If there’s a positive to come out of this it’s that the publicity generated by PayPal’s actions has brought the wider issue of financial censorship to the attention of both Houses of Parliament. The Telegraph , for instance, reported that financial services companies could soon “be banned from blocking the accounts of campaign groups for political reasons”. That’s because Conservative backbenchers are apparently “considering launching an amendment” to a Parliamentary bill that would effectively ban companies from freezing campaigners’ accounts. One source quoted in that Telegraph article said that ministers are likely to accept an amendment. If that’s true, then this could be a big moment in the fightback against financial censorship.
But legislative work takes time, which means that we need to keep that pressure up, mobilising the extraordinary public opposition to PayPal’s recent behaviour to tell our politicians that we don’t want a Chinese-style social credit system to be rolled out across the West, the only difference being that instead of the Chinese Communist Party enforcing ideological dogma, it’s woke capitalist corporations based in California.
Using the Free Speech Union’s campaigning tool to write to your MP is a great way to keep up the pressure and remind legislators that there are strong feeling on this issue among the public. So if you’re as outraged as we are by PayPal’s attempt to cancel the Free Speech Union and other groups, please use this tool to send a template email to your MP, urging them to ask a question about it in the House of Commons. The process only takes two minutes and the link is here.
During the period that the FSU’s PayPal account was suspended, campaign group the Democratic Network carried out a survey designed to trace attitudes towards the payment processor among its customers. In total, 3,172 people took part in the survey, all of whom had PayPal accounts. Of those taking part, 1,872 support the work of the Free Speech Union or UsforThem, 745 oppose that work, and 388 described themselves as “neutral”. The results show that as news of the U.S. company’s actions broke, the vast majority (86%) of supporters stopped or reduced their use of PayPal. Within that group, 45% stopped using PayPal temporarily, 31% cancelled their PayPal account altogether, and 20% reduced their use. This indicates that boycotts might be one way for people to fight back against politically motivated financial censorship.

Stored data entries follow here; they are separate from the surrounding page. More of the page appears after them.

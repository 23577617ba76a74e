//! Configuration management
//!
//! Everything comes from the environment (after `.env` is loaded), with
//! defaults suited to local development.

use serde::{Deserialize, Serialize};

use crate::ingest::tga::TgaConfig;
use crate::ingest::IngestConfig;

// ============================================================================
// Server Configuration Constants
// ============================================================================

/// Default server host binding.
pub const DEFAULT_SERVER_HOST: &str = "127.0.0.1";

/// Default server port.
pub const DEFAULT_SERVER_PORT: u16 = 8000;

/// Default shutdown timeout in seconds.
pub const DEFAULT_SHUTDOWN_TIMEOUT_SECS: u64 = 30;

/// Default database URL for local development.
pub const DEFAULT_DATABASE_URL: &str = "postgresql://localhost/vetlearn";

/// Default maximum database connections in the pool.
pub const DEFAULT_DATABASE_MAX_CONNECTIONS: u32 = 10;

/// Default minimum database connections in the pool.
pub const DEFAULT_DATABASE_MIN_CONNECTIONS: u32 = 2;

/// Default database connection timeout in seconds.
pub const DEFAULT_DATABASE_CONNECT_TIMEOUT_SECS: u64 = 10;

/// Default database idle timeout in seconds (10 minutes).
pub const DEFAULT_DATABASE_IDLE_TIMEOUT_SECS: u64 = 600;

/// Default CORS allowed origin for local development.
pub const DEFAULT_CORS_ALLOWED_ORIGIN: &str = "http://localhost:3000";

/// Server configuration
#[derive(Debug, Clone, Serialize, Deserialize)]
pub struct Config {
    pub server: ServerConfig,
    pub database: DatabaseConfig,
    pub cors: CorsConfig,
    /// Training.gov.au connection
    pub upstream: TgaConfig,
    pub ingest: IngestConfig,
}

/// Server-specific configuration
#[derive(Debug, Clone, Serialize, Deserialize)]
pub struct ServerConfig {
    pub host: String,
    pub port: u16,
    pub shutdown_timeout_secs: u64,
}

/// Database configuration
#[derive(Debug, Clone, Serialize, Deserialize)]
pub struct DatabaseConfig {
    pub url: String,
    pub max_connections: u32,
    pub min_connections: u32,
    pub connect_timeout_secs: u64,
    pub idle_timeout_secs: u64,
}

/// CORS configuration
#[derive(Debug, Clone, Serialize, Deserialize)]
pub struct CorsConfig {
    pub allowed_origins: Vec<String>,
    pub allow_credentials: bool,
}

impl CorsConfig {
    pub fn allows_any_origin(&self) -> bool {
        self.allowed_origins.is_empty() || self.allowed_origins.iter().any(|o| o == "*")
    }
}

impl Config {
    /// Load configuration from environment and defaults
    pub fn load() -> anyhow::Result<Self> {
        dotenvy::dotenv().ok();

        let config = Config {
            server: ServerConfig {
                host: std::env::var("SERVER_HOST").unwrap_or_else(|_| DEFAULT_SERVER_HOST.to_string()),
                port: std::env::var("SERVER_PORT")
                    .ok()
                    .and_then(|s| s.parse().ok())
                    .unwrap_or(DEFAULT_SERVER_PORT),
                shutdown_timeout_secs: std::env::var("SERVER_SHUTDOWN_TIMEOUT")
                    .ok()
                    .and_then(|s| s.parse().ok())
                    .unwrap_or(DEFAULT_SHUTDOWN_TIMEOUT_SECS),
            },
            database: DatabaseConfig {
                url: std::env::var("DATABASE_URL")
                    .unwrap_or_else(|_| DEFAULT_DATABASE_URL.to_string()),
                max_connections: std::env::var("DATABASE_MAX_CONNECTIONS")
                    .ok()
                    .and_then(|s| s.parse().ok())
                    .unwrap_or(DEFAULT_DATABASE_MAX_CONNECTIONS),
                min_connections: std::env::var("DATABASE_MIN_CONNECTIONS")
                    .ok()
                    .and_then(|s| s.parse().ok())
                    .unwrap_or(DEFAULT_DATABASE_MIN_CONNECTIONS),
                connect_timeout_secs: std::env::var("DATABASE_CONNECT_TIMEOUT")
                    .ok()
                    .and_then(|s| s.parse().ok())
                    .unwrap_or(DEFAULT_DATABASE_CONNECT_TIMEOUT_SECS),
                idle_timeout_secs: std::env::var("DATABASE_IDLE_TIMEOUT")
                    .ok()
                    .and_then(|s| s.parse().ok())
                    .unwrap_or(DEFAULT_DATABASE_IDLE_TIMEOUT_SECS),
            },
            cors: CorsConfig {
                allowed_origins: std::env::var("CORS_ALLOWED_ORIGINS")
                    .unwrap_or_else(|_| DEFAULT_CORS_ALLOWED_ORIGIN.to_string())
                    .split(',')
                    .map(|s| s.trim().to_string())
                    .collect(),
                allow_credentials: std::env::var("CORS_ALLOW_CREDENTIALS")
                    .ok()
                    .and_then(|s| s.parse().ok())
                    .unwrap_or(true),
            },
            upstream: TgaConfig::from_env()?,
            ingest: IngestConfig::from_env()?,
        };

        config.validate()?;

        Ok(config)
    }

    /// Validate configuration
    pub fn validate(&self) -> anyhow::Result<()> {
        // Validate port
        if self.server.port == 0 {
            anyhow::bail!("Server port must be greater than 0");
        }

        // Validate database URL
        if self.database.url.is_empty() {
            anyhow::bail!("Database URL cannot be empty");
        }

        // Validate connection pool settings
        if self.database.max_connections == 0 {
            anyhow::bail!("Database max_connections must be greater than 0");
        }

        if self.database.min_connections > self.database.max_connections {
            anyhow::bail!(
                "Database min_connections ({}) cannot be greater than max_connections ({})",
                self.database.min_connections,
                self.database.max_connections
            );
        }

        if self.cors.allows_any_origin() {
            tracing::warn!("No CORS origins configured - all origins will be allowed");
        }

        if self.upstream.credentials.is_none() {
            tracing::warn!("UPSTREAM_USERNAME/UPSTREAM_PASSWORD not set - download jobs will fail");
        }

        self.upstream.validate()?;
        self.ingest.validate()?;

        Ok(())
    }
}

impl Default for Config {
    fn default() -> Self {
        Self {
            server: ServerConfig {
                host: DEFAULT_SERVER_HOST.to_string(),
                port: DEFAULT_SERVER_PORT,
                shutdown_timeout_secs: DEFAULT_SHUTDOWN_TIMEOUT_SECS,
            },
            database: DatabaseConfig {
                url: DEFAULT_DATABASE_URL.to_string(),
                max_connections: DEFAULT_DATABASE_MAX_CONNECTIONS,
                min_connections: DEFAULT_DATABASE_MIN_CONNECTIONS,
                connect_timeout_secs: DEFAULT_DATABASE_CONNECT_TIMEOUT_SECS,
                idle_timeout_secs: DEFAULT_DATABASE_IDLE_TIMEOUT_SECS,
            },
            cors: CorsConfig {
                allowed_origins: vec![DEFAULT_CORS_ALLOWED_ORIGIN.to_string()],
                allow_credentials: true,
            },
            upstream: TgaConfig::default(),
            ingest: IngestConfig::default(),
        }
    }
}
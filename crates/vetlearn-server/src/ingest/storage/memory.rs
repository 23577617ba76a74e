//! In-process ingest store
//!
//! Mirrors the Postgres semantics: upserts keyed by code with null-preserving
//! updates, duplicate element and criterion ordinals rejected like the unique
//! constraints, and all-or-nothing element replacement.

use async_trait::async_trait;
use chrono::{DateTime, Utc};
use std::collections::{HashMap, HashSet};
use std::sync::Arc;
use tokio::sync::RwLock;
use vetlearn_common::types::{ComponentKind, ProcessedFlag};

use super::{IngestStore, StoreError, StoreResult};
use crate::ingest::models::{
    ComponentRecord, PackageRecord, ParsedElement, ReplaceSummary, UnitRecord,
};

/// Stored catalog row, shared by all four kinds
#[derive(Debug, Clone, Default, PartialEq)]
pub struct StoredRow {
    pub id: i64,
    pub code: String,
    pub training_package_id: Option<i64>,
    pub title: String,
    pub description: Option<String>,
    pub status: Option<String>,
    pub release_date: Option<DateTime<Utc>>,
    pub xml_file: Option<String>,
    pub assessment_requirements_file: Option<String>,
    pub assessment_requirements_xml: Option<String>,
    pub processed: ProcessedFlag,
    pub visible: bool,
}

#[derive(Debug, Default)]
struct Tables {
    next_id: i64,
    rows: HashMap<ComponentKind, HashMap<String, StoredRow>>,
    elements: HashMap<i64, Vec<ParsedElement>>,
}

impl Tables {
    fn upsert(&mut self, kind: ComponentKind, incoming: StoredRow) -> i64 {
        self.next_id += 1;
        let fresh_id = self.next_id;
        let table = self.rows.entry(kind).or_default();

        match table.get_mut(&incoming.code) {
            Some(row) => {
                row.title = incoming.title;
                if kind == ComponentKind::Unit {
                    row.training_package_id = incoming.training_package_id.or(row.training_package_id);
                } else if incoming.training_package_id.is_some() {
                    row.training_package_id = incoming.training_package_id;
                }
                row.description = incoming.description.or(row.description.take());
                row.status = incoming.status.or(row.status.take());
                row.release_date = incoming.release_date.or(row.release_date);
                row.xml_file = incoming.xml_file.or(row.xml_file.take());
                row.assessment_requirements_file = incoming
                    .assessment_requirements_file
                    .or(row.assessment_requirements_file.take());
                row.processed = ProcessedFlag::Pending;
                row.id
            },
            None => {
                let code = incoming.code.clone();
                table.insert(
                    code,
                    StoredRow {
                        id: fresh_id,
                        processed: ProcessedFlag::Pending,
                        visible: true,
                        ..incoming
                    },
                );
                fresh_id
            },
        }
    }

    fn unit_mut(&mut self, unit_id: i64) -> Option<&mut StoredRow> {
        self.rows
            .get_mut(&ComponentKind::Unit)?
            .values_mut()
            .find(|row| row.id == unit_id)
    }

    fn package_exists(&self, id: i64) -> bool {
        self.rows
            .get(&ComponentKind::TrainingPackage)
            .is_some_and(|t| t.values().any(|row| row.id == id))
    }
}

/// Memory-backed [`IngestStore`]
#[derive(Clone, Default)]
pub struct MemoryIngestStore {
    inner: Arc<RwLock<Tables>>,
}

impl MemoryIngestStore {
    pub fn new() -> Self {
        Self::default()
    }

    /// Snapshot of a stored row
    pub async fn row(&self, kind: ComponentKind, code: &str) -> Option<StoredRow> {
        let tables = self.inner.read().await;
        tables.rows.get(&kind)?.get(code).cloned()
    }

    pub async fn count(&self, kind: ComponentKind) -> usize {
        let tables = self.inner.read().await;
        tables.rows.get(&kind).map_or(0, |t| t.len())
    }

    fn check_package(tables: &Tables, id: Option<i64>) -> StoreResult<()> {
        match id {
            Some(id) if !tables.package_exists(id) => Err(StoreError::Constraint(format!(
                "training package {} does not exist",
                id
            ))),
            _ => Ok(()),
        }
    }

    async fn upsert_component(&self, kind: ComponentKind, record: &ComponentRecord) -> StoreResult<i64> {
        let mut tables = self.inner.write().await;
        Self::check_package(&tables, Some(record.training_package_id))?;

        Ok(tables.upsert(
            kind,
            StoredRow {
                code: record.code.clone(),
                training_package_id: Some(record.training_package_id),
                title: record.title.clone(),
                description: record.description.clone(),
                status: record.status.clone(),
                release_date: record.release_date,
                xml_file: record.xml_file.clone(),
                ..Default::default()
            },
        ))
    }
}

/// Ordinal uniqueness as enforced by the relational constraints
fn check_ordinals(elements: &[ParsedElement]) -> StoreResult<()> {
    let mut seen = HashSet::new();
    for element in elements {
        if !seen.insert(element.element_number.as_str()) {
            return Err(StoreError::Constraint(format!(
                "duplicate element number {}",
                element.element_number
            )));
        }
        let mut pcs = HashSet::new();
        for pc in &element.performance_criteria {
            if !pcs.insert(pc.pc_number.as_str()) {
                return Err(StoreError::Constraint(format!(
                    "duplicate performance criterion {} in element {}",
                    pc.pc_number, element.element_number
                )));
            }
        }
    }
    Ok(())
}

#[async_trait]
impl IngestStore for MemoryIngestStore {
    async fn upsert_training_package(&self, record: &PackageRecord) -> StoreResult<i64> {
        let mut tables = self.inner.write().await;
        Ok(tables.upsert(
            ComponentKind::TrainingPackage,
            StoredRow {
                code: record.code.clone(),
                title: record.title.clone(),
                description: record.description.clone(),
                status: record.status.clone(),
                release_date: record.release_date,
                xml_file: record.xml_file.clone(),
                ..Default::default()
            },
        ))
    }

    async fn upsert_qualification(&self, record: &ComponentRecord) -> StoreResult<i64> {
        self.upsert_component(ComponentKind::Qualification, record).await
    }

    async fn upsert_skillset(&self, record: &ComponentRecord) -> StoreResult<i64> {
        self.upsert_component(ComponentKind::Skillset, record).await
    }

    async fn upsert_unit(&self, record: &UnitRecord) -> StoreResult<i64> {
        let mut tables = self.inner.write().await;
        Self::check_package(&tables, record.training_package_id)?;

        Ok(tables.upsert(
            ComponentKind::Unit,
            StoredRow {
                code: record.code.clone(),
                training_package_id: record.training_package_id,
                title: record.title.clone(),
                description: record.description.clone(),
                status: record.status.clone(),
                release_date: record.release_date,
                xml_file: record.xml_file.clone(),
                assessment_requirements_file: record.assessment_requirements_file.clone(),
                ..Default::default()
            },
        ))
    }

    async fn find_package_id_for_unit(&self, unit_code: &str) -> StoreResult<Option<i64>> {
        let tables = self.inner.read().await;
        Ok(tables
            .rows
            .get(&ComponentKind::TrainingPackage)
            .and_then(|packages| {
                packages
                    .values()
                    .filter(|row| unit_code.starts_with(row.code.as_str()))
                    .max_by_key(|row| row.code.len())
                    .map(|row| row.id)
            }))
    }

    async fn replace_unit_elements(
        &self,
        unit_id: i64,
        elements: &[ParsedElement],
    ) -> StoreResult<ReplaceSummary> {
        let mut tables = self.inner.write().await;

        if tables.unit_mut(unit_id).is_none() {
            return Err(StoreError::NotFound(format!("Unit {} not found", unit_id)));
        }
        check_ordinals(elements)?;

        tables.elements.insert(unit_id, elements.to_vec());
        if let Some(unit) = tables.unit_mut(unit_id) {
            unit.processed = ProcessedFlag::Done;
        }

        Ok(ReplaceSummary::of(elements))
    }

    async fn store_assessment_requirements(&self, unit_id: i64, xml: &str) -> StoreResult<()> {
        let mut tables = self.inner.write().await;
        let unit = tables
            .unit_mut(unit_id)
            .ok_or_else(|| StoreError::NotFound(format!("Unit {} not found", unit_id)))?;
        unit.assessment_requirements_xml = Some(xml.to_string());
        Ok(())
    }

    async fn unit_elements(&self, unit_id: i64) -> StoreResult<Vec<ParsedElement>> {
        let tables = self.inner.read().await;
        Ok(tables.elements.get(&unit_id).cloned().unwrap_or_default())
    }

    async fn processed_status(
        &self,
        kind: ComponentKind,
        codes: &[String],
    ) -> StoreResult<HashMap<String, ProcessedFlag>> {
        let tables = self.inner.read().await;
        let Some(table) = tables.rows.get(&kind) else {
            return Ok(HashMap::new());
        };

        Ok(codes
            .iter()
            .filter_map(|code| table.get(code).map(|row| (code.clone(), row.processed)))
            .collect())
    }

    async fn health_check(&self) -> StoreResult<()> {
        Ok(())
    }
}
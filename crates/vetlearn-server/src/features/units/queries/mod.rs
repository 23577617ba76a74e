//! Unit queries

pub mod list_available;

pub use list_available::ListAvailableUnitsQuery;
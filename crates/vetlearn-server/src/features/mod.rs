//! Feature modules implementing the operator API
//!
//! Each feature is a vertical slice with its own commands, queries and
//! routes. Commands and queries are plain data types marked with the
//! `mediator` `Request` trait and handled by a standalone `handle` function.
//!
//! # Features
//!
//! - **training_packages**: upstream package listing and package downloads
//! - **units**: upstream unit listing and unit downloads
//! - **download_jobs**: job submission, status and listing shared by both
//!
//! Every route requires the admin role (see [`crate::middleware::AdminUser`]).

pub mod download_jobs;
pub mod shared;
pub mod training_packages;
pub mod units;

use axum::Router;

use crate::ingest::IngestService;

/// Shared state for all feature routes
#[derive(Clone)]
pub struct FeatureState {
    pub ingest: IngestService,
}

/// All feature routes, relative to the `/api` mount point
pub fn router(state: FeatureState) -> Router<()> {
    Router::new()
        .merge(training_packages::training_packages_routes())
        .merge(units::units_routes())
        .merge(download_jobs::download_jobs_routes())
        .with_state(state.ingest)
}
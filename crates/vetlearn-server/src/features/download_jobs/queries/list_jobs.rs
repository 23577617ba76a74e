//! List download jobs query

use mediator::Request;
use serde::{Deserialize, Serialize};

use crate::api::response::AppError;
use crate::ingest::{IngestService, Job, JobFilter, JobKind, JobStatus};

/// `GET /api/download-jobs?kind=units&status=processing`
#[derive(Debug, Clone, Default, Serialize, Deserialize)]
pub struct ListDownloadJobsQuery {
    #[serde(skip_serializing_if = "Option::is_none")]
    pub kind: Option<String>,
    #[serde(skip_serializing_if = "Option::is_none")]
    pub status: Option<String>,
}

#[derive(Debug, Clone, Serialize, Deserialize)]
pub struct ListDownloadJobsResponse {
    /// Newest first
    pub jobs: Vec<Job>,
    pub total: usize,
}

#[derive(Debug, thiserror::Error, PartialEq, Eq)]
pub enum ListDownloadJobsError {
    #[error("{0}")]
    InvalidFilter(String),
}

impl Request<Result<ListDownloadJobsResponse, ListDownloadJobsError>> for ListDownloadJobsQuery {}

impl From<ListDownloadJobsError> for AppError {
    fn from(err: ListDownloadJobsError) -> Self {
        AppError::BadRequest(err.to_string())
    }
}

impl ListDownloadJobsQuery {
    pub fn filter(&self) -> Result<JobFilter, ListDownloadJobsError> {
        let kind = self
            .kind
            .as_deref()
            .map(str::parse::<JobKind>)
            .transpose()
            .map_err(ListDownloadJobsError::InvalidFilter)?;
        let status = self
            .status
            .as_deref()
            .map(str::parse::<JobStatus>)
            .transpose()
            .map_err(ListDownloadJobsError::InvalidFilter)?;

        Ok(JobFilter { kind, status })
    }
}

pub async fn handle(
    service: &IngestService,
    query: ListDownloadJobsQuery,
) -> Result<ListDownloadJobsResponse, ListDownloadJobsError> {
    let jobs = service.registry().list_jobs(query.filter()?).await;

    Ok(ListDownloadJobsResponse {
        total: jobs.len(),
        jobs,
    })
}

Dr. Frederick Attenborough is the Communications Officer of the Free Speech Union. A version of this article first appeared in this week’s FSU newsletter, which you can subscribe to here.
Stop Press: FIRE, the American pro-free speech advocacy group, has strongly condemned PayPal’s decision to deplatform the Free Speech Union, describing it as a “threat to the culture of freedom of expression”.